*Entries shown:*
════════════════
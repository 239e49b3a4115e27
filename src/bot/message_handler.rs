//! Message Handler module: routes each incoming message to its handler.
//!
//! Dispatch priority for a text message:
//! 1. command token (/start, /admin, /addtrack),
//! 2. menu label in any language (a tap cancels pending input),
//! 3. the chat's pending input state (track codes, calculator, admin),
//! 4. otherwise the message is ignored.
//!
//! Documents are handled before text: an uploaded file from an admin is a
//! bulk track list.

use anyhow::Result;
use sqlx::postgres::PgPool;
use std::sync::Arc;
use teloxide::prelude::*;
use teloxide::types::ParseMode;
use tracing::debug;

use crate::config::AppConfig;
use crate::db;
use crate::dialogue::{AdminTask, ChatDialogue, ChatState};
use crate::localization::{t_args_lang, t_lang, LocalizationManager};
use crate::pricing::{self, CalcMode};
use crate::validation::{extract_track_codes, parse_decimal};

use super::admin::{self, AdminGate};
use super::keyboards::{MenuAction, MenuIndex};
use super::{command_handlers, menu_handlers};

/// Where a text message should be dispatched
#[derive(Debug, Clone, Copy, PartialEq, Eq)]
pub enum Route<'a> {
    Start,
    AdminPanel,
    AddTrack { args: &'a str },
    Menu(MenuAction),
    TrackCodes,
    CalcInput(CalcMode),
    AdminInput(AdminTask),
    Ignore,
}

/// Split a leading bot command from its arguments, tolerating the
/// `/command@botname` form used in group chats
fn parse_command(text: &str) -> Option<(&str, &str)> {
    let trimmed = text.trim();
    if !trimmed.starts_with('/') {
        return None;
    }
    let (head, args) = trimmed
        .split_once(char::is_whitespace)
        .unwrap_or((trimmed, ""));
    let command = head.trim_start_matches('/');
    let command = command.split('@').next().unwrap_or(command);
    Some((command, args.trim()))
}

/// Pure routing decision over (text, pending state, admin flag).
///
/// Menu labels outrank pending input so a keyboard tap always works as a
/// cancellation; a pending admin prompt is only honored for admins.
pub fn route_message<'a>(
    text: &'a str,
    state: &ChatState,
    is_admin: bool,
    menus: &MenuIndex,
) -> Route<'a> {
    if let Some((command, args)) = parse_command(text) {
        match command {
            "start" => return Route::Start,
            "admin" => return Route::AdminPanel,
            "addtrack" => return Route::AddTrack { args },
            // Unknown commands fall through to state handling.
            _ => {}
        }
    }

    if let Some(action) = menus.resolve(text) {
        return Route::Menu(action);
    }

    match state {
        ChatState::AwaitingTrackCodes => Route::TrackCodes,
        ChatState::Calculating { mode } => Route::CalcInput(*mode),
        ChatState::AdminPrompt { task } if is_admin => Route::AdminInput(*task),
        _ => Route::Ignore,
    }
}

/// Main message entry point wired into the dispatcher
#[allow(clippy::too_many_arguments)]
pub async fn message_handler(
    bot: Bot,
    msg: Message,
    pool: Arc<PgPool>,
    dialogue: ChatDialogue,
    loc: Arc<LocalizationManager>,
    menus: Arc<MenuIndex>,
    gate: Arc<AdminGate>,
    config: Arc<AppConfig>,
) -> Result<()> {
    // Service messages and channel posts carry no author; nothing to do.
    let Some(from) = msg.from.as_ref() else {
        return Ok(());
    };
    let user_id = from.id.0 as i64;

    if msg.document().is_some() {
        return admin::handle_document_upload(&bot, &msg, &pool, &loc, &gate).await;
    }

    let Some(text) = msg.text() else {
        return Ok(());
    };
    debug!(user_id = %msg.chat.id, message_length = text.len(), "Received text message");

    let state = dialogue.get().await?.unwrap_or_default();
    let access = gate.authorize(user_id);

    match route_message(text, &state, access.is_some(), &menus) {
        Route::Start => command_handlers::handle_start_command(&bot, &msg, &pool, &loc).await,
        Route::AdminPanel => command_handlers::handle_admin_command(&bot, &msg, &loc, &gate).await,
        Route::AddTrack { args } => {
            command_handlers::handle_addtrack_command(&bot, &msg, &pool, &loc, &gate, args).await
        }
        Route::Menu(action) => {
            // Admin labels from regular users are dropped before any state
            // change, exactly like the admin commands.
            if action.requires_admin() && access.is_none() {
                return Ok(());
            }
            // A recognized tap cancels whatever input was pending.
            if state != ChatState::Idle {
                dialogue.exit().await?;
            }
            menu_handlers::handle_menu_action(&bot, &msg, &pool, &dialogue, &loc, action, access)
                .await
        }
        Route::TrackCodes => {
            handle_track_codes_input(&bot, &msg, &pool, &dialogue, &loc, user_id, text).await
        }
        Route::CalcInput(mode) => {
            handle_calc_input(&bot, &msg, &pool, &dialogue, &loc, user_id, mode, text).await
        }
        Route::AdminInput(task) => {
            let Some(access) = access else {
                return Ok(());
            };
            admin::handle_admin_input(
                &bot, &msg, &pool, &dialogue, &loc, &config, task, text, access,
            )
            .await
        }
        Route::Ignore => Ok(()),
    }
}

/// Consume a pending track-code submission: one reply line per valid input
/// line, in input order, claiming unowned tracks for the requester
async fn handle_track_codes_input(
    bot: &Bot,
    msg: &Message,
    pool: &PgPool,
    dialogue: &ChatDialogue,
    loc: &LocalizationManager,
    user_id: i64,
    text: &str,
) -> Result<()> {
    let lang = db::get_language(pool, user_id).await?;
    let codes = extract_track_codes(text);

    let mut lines = Vec::with_capacity(codes.len());
    for code in &codes {
        match db::find_track(pool, code).await? {
            Some(track) => {
                if track.user_id.is_none() {
                    // First lookup claims the track; losing the race just
                    // means someone else claimed it a moment earlier.
                    let _ = db::claim_track(pool, code, user_id).await?;
                }
                lines.push(t_args_lang(
                    loc,
                    "track-status-line",
                    &[("code", code.as_str()), ("status", track.status.as_str())],
                    &lang,
                ));
            }
            None => {
                lines.push(t_args_lang(
                    loc,
                    "track-not-found-line",
                    &[("code", code.as_str())],
                    &lang,
                ));
            }
        }
    }

    dialogue.exit().await?;

    let reply = if lines.is_empty() {
        t_lang(loc, "track-no-valid-codes", &lang)
    } else {
        lines.join("\n")
    };
    bot.send_message(msg.chat.id, reply)
        .parse_mode(ParseMode::Markdown)
        .await?;
    Ok(())
}

/// Consume a pending calculator value and reply with the quote
#[allow(clippy::too_many_arguments)]
async fn handle_calc_input(
    bot: &Bot,
    msg: &Message,
    pool: &PgPool,
    dialogue: &ChatDialogue,
    loc: &LocalizationManager,
    user_id: i64,
    mode: CalcMode,
    text: &str,
) -> Result<()> {
    let lang = db::get_language(pool, user_id).await?;

    // Clear first so a bad parse cannot wedge the chat in calculator mode.
    dialogue.exit().await?;

    match parse_decimal(text) {
        Ok(value) => {
            let quote = pricing::quote(mode, value);
            let amount = quote.amount.to_string();
            let price = quote.unit_price.to_string();
            let total = format!("{:.2}", quote.total);

            let (key, amount_arg) = match mode {
                CalcMode::ByWeight => ("calc-weight-result", "weight"),
                CalcMode::ByVolume => ("calc-volume-result", "volume"),
            };
            let reply = t_args_lang(
                loc,
                key,
                &[
                    (amount_arg, amount.as_str()),
                    ("price", price.as_str()),
                    ("total", total.as_str()),
                ],
                &lang,
            );
            bot.send_message(msg.chat.id, reply)
                .parse_mode(ParseMode::Markdown)
                .await?;
        }
        Err(err) => {
            debug!(user_id = %user_id, error = %err, "Calculator input rejected");
            bot.send_message(msg.chat.id, t_lang(loc, "calc-not-a-number", &lang))
                .await?;
        }
    }
    Ok(())
}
════════════════
*Exercise details:* In the material above, find each line containing the word "Consume" and copy it.

*Completed exercise:*
/// Consume a pending track-code submission: one reply line per valid input
/// Consume a pending calculator value and reply with the quote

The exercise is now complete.